In the insurance business here involved, reserves for unearned premiums mean the total premiums theretofore reserved by the company upon policies, the obligations of which have not yet been fulfilled and performed. So long as [230]*230they are part of the reserve for unearned premiums, they would have to be returned to the policyholders upon cancellation or remain available to satisfy any losses covered by such policies. When these contingencies have expired, the reserves become income to the company. The term “unearned premium reserve” so long as it is a reserve deductible under 26 U.S.C. § 832(b) (4), is generally defined to mean:

“[T]hat portion of net premiums which the insurance company has not yet had time to earn or, more precisely, that portion of the premiums paid by the policyholder which must be returned to him on cancellation of the policy, and which is in direct proportion to the unexpired term which the policy has to run.” Rev.Rul. 61-167; See Interstate Fire Ins. Co. v. United States, 215 F.Supp. 586, 591-593 (E. D.Tenn.1963), aff’d 339 F.2d 603 (6th Cir. 1963).

It was the Tax Court’s position that when Continental assumed all of Old Buckeye’s liabilities but received only 65% of the reserve for unearned premiums, the result was the acceleration of Old Buckeye’s free use of 35% of the reserves, thus placing taxable income in their hands. Taxpayers conversely assert that the release to them of $10,-676,071.52 of the reserve for unearned premiums was a part of the consideration received by them in a transaction amounting to a sale by them to Continental Buckeye of the assets theretofore used by the taxpayers in their conduct of the insurance business.
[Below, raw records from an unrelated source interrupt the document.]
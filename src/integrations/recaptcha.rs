use anyhow::{Context, Result};
use secrecy::{ExposeSecret, SecretString};
use serde::Deserialize;
use tracing::error;

use super::BoxFuture;
use crate::APP_USER_AGENT;

pub const SKIP_SECRET: &str = "SKIPCAPTCHA";
pub const SITEVERIFY_URL: &str = "https://www.google.com/recaptcha/api/siteverify";
const MIN_SCORE: f64 = 0.5;

pub trait Recaptcha: Send + Sync {
    /// Whether the client token proves a human login attempt.
    fn validate<'a>(&'a self, token: Option<&'a str>) -> BoxFuture<'a, bool>;
}

/// Accepts everything; installed when the secret is `SKIPCAPTCHA` or unset.
#[derive(Clone, Copy, Debug, Default)]
pub struct SkipRecaptcha;

impl Recaptcha for SkipRecaptcha {
    fn validate<'a>(&'a self, _token: Option<&'a str>) -> BoxFuture<'a, bool> {
        Box::pin(async { true })
    }
}

#[derive(Debug, Deserialize)]
struct SiteVerifyResponse {
    #[serde(default)]
    success: bool,
    action: Option<String>,
    score: Option<f64>,
    hostname: Option<String>,
}

impl SiteVerifyResponse {
    fn accepted(&self) -> bool {
        self.success
            && self
                .action
                .as_deref()
                .is_some_and(|action| action.starts_with("login_"))
            && self.score.is_some_and(|score| score >= MIN_SCORE)
    }
}

/// reCAPTCHA v3 verification against Google's `siteverify`.
#[derive(Debug, Clone)]
pub struct SiteVerifyRecaptcha {
    client: reqwest::Client,
    secret: SecretString,
    url: String,
}

impl SiteVerifyRecaptcha {
    /// # Errors
    /// Returns an error if the HTTP client cannot be built.
    pub fn new(secret: SecretString, url: String) -> Result<Self> {
        let client = reqwest::Client::builder()
            .user_agent(APP_USER_AGENT)
            .timeout(std::time::Duration::from_secs(10))
            .build()
            .context("failed to build recaptcha client")?;
        Ok(Self {
            client,
            secret,
            url,
        })
    }

    async fn verify(&self, token: &str) -> Result<SiteVerifyResponse> {
        self.client
            .post(&self.url)
            .form(&[
                ("secret", self.secret.expose_secret()),
                ("response", token),
            ])
            .send()
            .await
            .context("siteverify request failed")?
            .error_for_status()
            .context("siteverify returned an error status")?
            .json()
            .await
            .context("failed to decode siteverify response")
    }
}

impl Recaptcha for SiteVerifyRecaptcha {
    fn validate<'a>(&'a self, token: Option<&'a str>) -> BoxFuture<'a, bool> {
        Box::pin(async move {
            let Some(token) = token.filter(|token| !token.is_empty()) else {
                return false;
            };
            match self.verify(token).await {
                Ok(response) if response.accepted() => true,
                Ok(response) => {
                    error!(
                        success = response.success,
                        action = ?response.action,
                        score = ?response.score,
                        hostname = ?response.hostname,
                        "recaptcha rejected"
                    );
                    false
                }
                Err(err) => {
                    error!("recaptcha validation failed: {err:#}");
                    false
                }
            }
        })
    }
}

#[cfg(test)]
mod tests {
    use super::*;
    use crate::integrations::test_server;
    use axum::{extract::Form, routing::post, Json, Router};
    use std::collections::HashMap;

    fn response(success: bool, action: Option<&str>, score: Option<f64>) -> SiteVerifyResponse {
        SiteVerifyResponse {
            success,
            action: action.map(ToString::to_string),
            score,
            hostname: None,
        }
    }

    #[test]
    fn acceptance_rules() {
        assert!(response(true, Some("login_password"), Some(0.9)).accepted());
        assert!(response(true, Some("login_google"), Some(0.5)).accepted());
        assert!(!response(false, Some("login_password"), Some(0.9)).accepted());
        assert!(!response(true, Some("signup"), Some(0.9)).accepted());
        assert!(!response(true, None, Some(0.9)).accepted());
        assert!(!response(true, Some("login_password"), Some(0.4)).accepted());
        assert!(!response(true, Some("login_password"), None).accepted());
    }

    #[tokio::test]
    async fn skip_accepts_anything() {
        assert!(SkipRecaptcha.validate(None).await);
        assert!(SkipRecaptcha.validate(Some("whatever")).await);
    }

    #[tokio::test]
    #[allow(clippy::unwrap_used)]
    async fn siteverify_round_trip() {
        let router = Router::new().route(
            "/siteverify",
            post(|Form(form): Form<HashMap<String, String>>| async move {
                let good = form.get("secret").map(String::as_str) == Some("s3cret")
                    && form.get("response").map(String::as_str) == Some("human");
                Json(serde_json::json!({
                    "success": good,
                    "action": "login_password",
                    "score": 0.9,
                }))
            }),
        );
        let base = test_server::spawn(router).await;
        let recaptcha = SiteVerifyRecaptcha::new(
            SecretString::from("s3cret".to_string()),
            format!("{base}/siteverify"),
        )
        .unwrap();

        assert!(recaptcha.validate(Some("human")).await);
        assert!(!recaptcha.validate(Some("bot")).await);
        assert!(!recaptcha.validate(None).await);
    }
}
They argue that the receipt, or release to them, of the involved sum was an integral part of a “sale or exchange” and a “complete liquidation” which by virtue of 26 U.S. C. § 337, was insulated against the imposition of income tax.

Section 337 provides:

“§ 337. Gain or loss on sales or exchanges in connection with certain liquidations.
(a) General Rule. — If—
(1) a corporation adopts a plan of complete liquidation on or after June 22, 1954, and
(2) within the 12-month period beginning on the date of the adoption of such plan, all of the assets of the corporation are distributed in complete liquidation, less assets retained to meet claims,
then no gain or loss shall be recognized to such corporation from the sale or exchange by it of property within such 12-month period.” 26 U.S.C. § 337. (Emphasis supplied.)

Section 337 allows a liquidating corporation to escape the double capital gain taxation that might otherwise accrue on both the corporate level when the assets are sold and the shareholder level on distribution of the proceeds, by eliminating the corporate tax on the sale of assets made by the liquidating corporation before distribution.